I haven't seen any posts where anybody has tried this yet. Just realize that all of these boxes are leased, so you would be violating the lease agreement by modifying the internal hardware.


----------



## BOBCAT (Nov 28, 2002)

I'm sure that D* knew when they released these, that people would want a larger hard drive. They should have used a 1TB in the first place if they wanted to avoid having people pop the hood on these. The 500GB drives are becoming less available. Fry's doesn't even have them anymore. 1TB drives are as cheep as the 500GB use to be. Even Weaknees stated that they would have a 2TB drive available for these soon.
Don't think that D* will bust anyone's chops over installing a larger hard drive.
All they will really do is void your warranty and if the DVR fails down the road, D* will not replace it without charging for a new unit. 
I hope that down the road when the next production run on these start up, D* has 1TB drives installed.


----------



## BOBCAT (Nov 28, 2002)

I wonder if I connect a 1TB drive to the external ESATA port and let the box format and set it up, then take the drive and install it internally, it would be good to go?
Would be a simple process if that works.
I know that if you connect the external drive, it takes over from the internal drive.


----------



## BOBCAT (Nov 28, 2002)

Also, does the external drive copy the now playing recordings over from the internal drive so you don't loose any of you programs? Or are they still accessible from the internal drive.


----------



## stevel (Aug 23, 2000)

No copies.


----------



## BOBCAT (Nov 28, 2002)

So you loose any recordings that you have on the internal drive when the external drive is plugged in?


----------



## BOBCAT (Nov 28, 2002)

I guess I should have said that you have no access to the recorded programs on the internal drive when the external drive is plugged in?


----------



## BOBCAT (Nov 28, 2002)

Is info on replacing the internal drive with a larger one a forbidden subject?
There was a lot of info on this when the HR20 was out back in 2008, but that was the D* DVR software, not the TiVo GUI.


----------



## stevel (Aug 23, 2000)

If it's like the DirecTV Plus DVRs, it is as if the internal disk was replaced by the external. You don't lose what's on the internal but you can't see it either.

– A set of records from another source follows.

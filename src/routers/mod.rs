use axum::{Router, handler::Handler, routing::get};
use tower_http::services::ServeDir;
use tower_http::trace::TraceLayer;

use crate::state::AppState;

pub mod queue;
pub mod root;

pub use queue::queue_route;
pub use root::{health_check_route, index_route};

pub fn app(state: AppState) -> Router {
    // Unknown paths, whatever the method, get the front-end root document
    let static_files = ServeDir::new(&state.config.public_dir)
        .call_fallback_on_method_not_allowed(true)
        .fallback(index_route.with_state(state.clone()));

    Router::new()
        .route("/cola", get(queue_route).fallback(index_route))
        .route("/health", get(health_check_route))
        .fallback_service(static_files)
        .layer(TraceLayer::new_for_http())
        .with_state(state)
}
// config
use std::env;
use std::path::PathBuf;

use thiserror::Error;
use tracing::info;

/// Port used when `PORT` is unset or empty.
pub const DEFAULT_PORT: u16 = 3000;

/// Songify public API.
pub const SONGIFY_API_URL: &str = "https://api.songify.rocks";

/// Songify account whose request queue is relayed.
pub const SONGIFY_ACCOUNT_ID: &str = "007dea0d-6420-419b-a2cd-8b09cbea010e";

/// Directory holding the front-end assets.
pub const PUBLIC_DIR: &str = "public";

#[derive(Error, Debug)]
pub enum ConfigError {
    #[error("PORT must be a number between 0 and 65535, got {0:?}")]
    InvalidPort(String),
}

/// Process-wide settings, resolved once at startup and never mutated.
#[derive(Debug, Clone)]
pub struct AppConfig {
    pub port: u16,
    /// Base URL of the Songify API, without a trailing slash.
    pub upstream_base: String,
    pub public_dir: PathBuf,
}

impl Default for AppConfig {
    fn default() -> Self {
        AppConfig {
            port: DEFAULT_PORT,
            upstream_base: SONGIFY_API_URL.to_string(),
            public_dir: PathBuf::from(PUBLIC_DIR),
        }
    }
}

impl AppConfig {
    pub fn from_env() -> Result<Self, ConfigError> {
        let port = parse_port(env::var("PORT").ok().as_deref())?;
        let config = AppConfig {
            port,
            ..AppConfig::default()
        };
        info!(
            "Config resolved: port={} upstream={} public_dir={:?}",
            config.port, config.upstream_base, config.public_dir
        );
        Ok(config)
    }

    /// Full URL of the queue resource, account id included.
    pub fn queue_url(&self) -> String {
        format!(
            "{}/v2/queue?uuid={}",
            self.upstream_base.trim_end_matches('/'),
            SONGIFY_ACCOUNT_ID
        )
    }

    pub fn index_file(&self) -> PathBuf {
        self.public_dir.join("index.html")
    }
}

fn parse_port(raw: Option<&str>) -> Result<u16, ConfigError> {
    match raw.map(str::trim) {
        None | Some("") => Ok(DEFAULT_PORT),
        Some(value) => value
            .parse()
            .map_err(|_| ConfigError::InvalidPort(value.to_string())),
    }
}
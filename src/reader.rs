//! Content readers for the supported file formats.
//!
//! One reader per [`ContentType`] variant, dispatched exhaustively. Readers
//! normalize a source file into [`ProcessedContent`]: plain text, a
//! sequence of text units, or structured records. Every failure is a
//! [`VellumError::Read`] carrying the path, the content type, and the
//! underlying cause.

use std::path::Path;

use crate::error::{Result, VellumError};
use crate::models::{ContentType, ProcessedContent};

/// Extract normalized content from `path` according to `content_type`.
pub fn read(path: &Path, content_type: ContentType) -> Result<ProcessedContent> {
    match content_type {
        ContentType::Csv => read_csv(path),
        ContentType::Pdf => read_pdf(path),
        ContentType::Txt | ContentType::Text => read_text(path),
        ContentType::Json => read_json(path),
    }
}

fn read_error(path: &Path, content_type: ContentType, cause: impl std::fmt::Display) -> VellumError {
    VellumError::Read {
        path: path.to_path_buf(),
        content_type,
        reason: cause.to_string(),
    }
}

fn read_text(path: &Path) -> Result<ProcessedContent> {
    let text =
        std::fs::read_to_string(path).map_err(|e| read_error(path, ContentType::Txt, e))?;
    Ok(ProcessedContent::Text(text))
}

/// CSV rows become a JSON array of `{header: field}` objects. All values
/// are kept as strings; no type inference.
fn read_csv(path: &Path) -> Result<ProcessedContent> {
    let mut reader =
        csv::Reader::from_path(path).map_err(|e| read_error(path, ContentType::Csv, e))?;

    let headers = reader
        .headers()
        .map_err(|e| read_error(path, ContentType::Csv, e))?
        .clone();

    let mut rows = Vec::new();
    for record in reader.records() {
        let record = record.map_err(|e| read_error(path, ContentType::Csv, e))?;
        let mut row = serde_json::Map::new();
        for (header, field) in headers.iter().zip(record.iter()) {
            row.insert(
                header.to_string(),
                serde_json::Value::String(field.to_string()),
            );
        }
        rows.push(serde_json::Value::Object(row));
    }

    Ok(ProcessedContent::Structured(serde_json::Value::Array(rows)))
}

/// PDF extraction yields the whole document as one text unit; the chunker
/// re-segments it downstream.
fn read_pdf(path: &Path) -> Result<ProcessedContent> {
    let bytes = std::fs::read(path).map_err(|e| read_error(path, ContentType::Pdf, e))?;
    let text = pdf_extract::extract_text_from_mem(&bytes)
        .map_err(|e| read_error(path, ContentType::Pdf, e))?;
    Ok(ProcessedContent::Text(text))
}

/// JSON files are classified by shape: a string is text, an array of
/// strings is a page sequence, anything else stays structured.
fn read_json(path: &Path) -> Result<ProcessedContent> {
    let raw = std::fs::read_to_string(path).map_err(|e| read_error(path, ContentType::Json, e))?;
    let value: serde_json::Value =
        serde_json::from_str(&raw).map_err(|e| read_error(path, ContentType::Json, e))?;

    match value {
        serde_json::Value::String(s) => Ok(ProcessedContent::Text(s)),
        serde_json::Value::Array(items)
            if !items.is_empty() && items.iter().all(|v| v.is_string()) =>
        {
            let pages = items
                .into_iter()
                .map(|v| match v {
                    serde_json::Value::String(s) => s,
                    _ => unreachable!(),
                })
                .collect();
            Ok(ProcessedContent::Pages(pages))
        }
        other => Ok(ProcessedContent::Structured(other)),
    }
}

I don't know that discussion of upgrading the drive is "forbidden" - after all, Weaknees is selling boxes with upgraded drives - but you do violate your lease agreement if you do so. I expect we'll see discussion of it down the road.


----------



## BOBCAT (Nov 28, 2002)

Ok, Thanks Steve.
Guess I'll just run with the 500GB drive and see if the hard drive gets close to being filled before I go for a larger hard drive. No use in jumping right in and hack it up before the real hackers around here start playing with it.
The only thing that I ever did with the HR10-250 was install a 1TB drive, otherwise it is completely stock.
Hopefully, down the road, the drive can be copied over to the larger drive with the recorded programs.


----------



## codespy (Jan 7, 2006)

BOBCAT said:


> I know that back when the HR20 21,22,23 came out, that all you had to do is replaced the internal hard drive with a larger capacity, fire up the receiver and the receiver formatted the drive and you were up and running.
> I wonder if the THR22 will do the same?............


If you own the unit, yes. It works exactly the same. If you lease it, you violate TOS.


----------



## BOBCAT (Nov 28, 2002)

Wonder how weaknees gets away with selling these with a 2TB drive installed?


----------



## lrhorer (Aug 31, 2003)

BOBCAT said:


> Wonder how weaknees gets away with selling these with a 2TB drive installed?


They own the units. They bought them. Wehn you get a DVR from D*, you don't buy it. No matter what it is, if you own it, you decide what can or cannot be done with the device. If you do not own it, it is not legal to do anything to that device without the consent of the owner. This is not a difficult concept, and it matters not in the least what you or anyone else would like to do with a device you or they do not own.


----------



## BOBCAT (Nov 28, 2002)

I think that in about 6 months to a year, I'll try to get D* to change my THR status from leased to owned. Don't think that I will need more recording space until then. I have heard of people being successful in doing this.
Has anyone seen a posting with a view of the inside of these?


----------



## codespy (Jan 7, 2006)

Its the same as a stock HR22-100, with the exception of a microchip that is stamped THR22-100 on it with a date.


----------



## GovGeek (Sep 16, 2007)

stevel said:


> If it's like the DirecTV Plus DVRs, it is as if the internal disk was replaced by the external. You don't lose what's on the internal but you can't see it either.
> 
> I don't know that discussion of upgrading the drive is "forbidden" - after all, Weaknees is selling boxes with upgraded drives - but you do violate your lease agreement if you do so. I expect we'll see discussion of it down the road.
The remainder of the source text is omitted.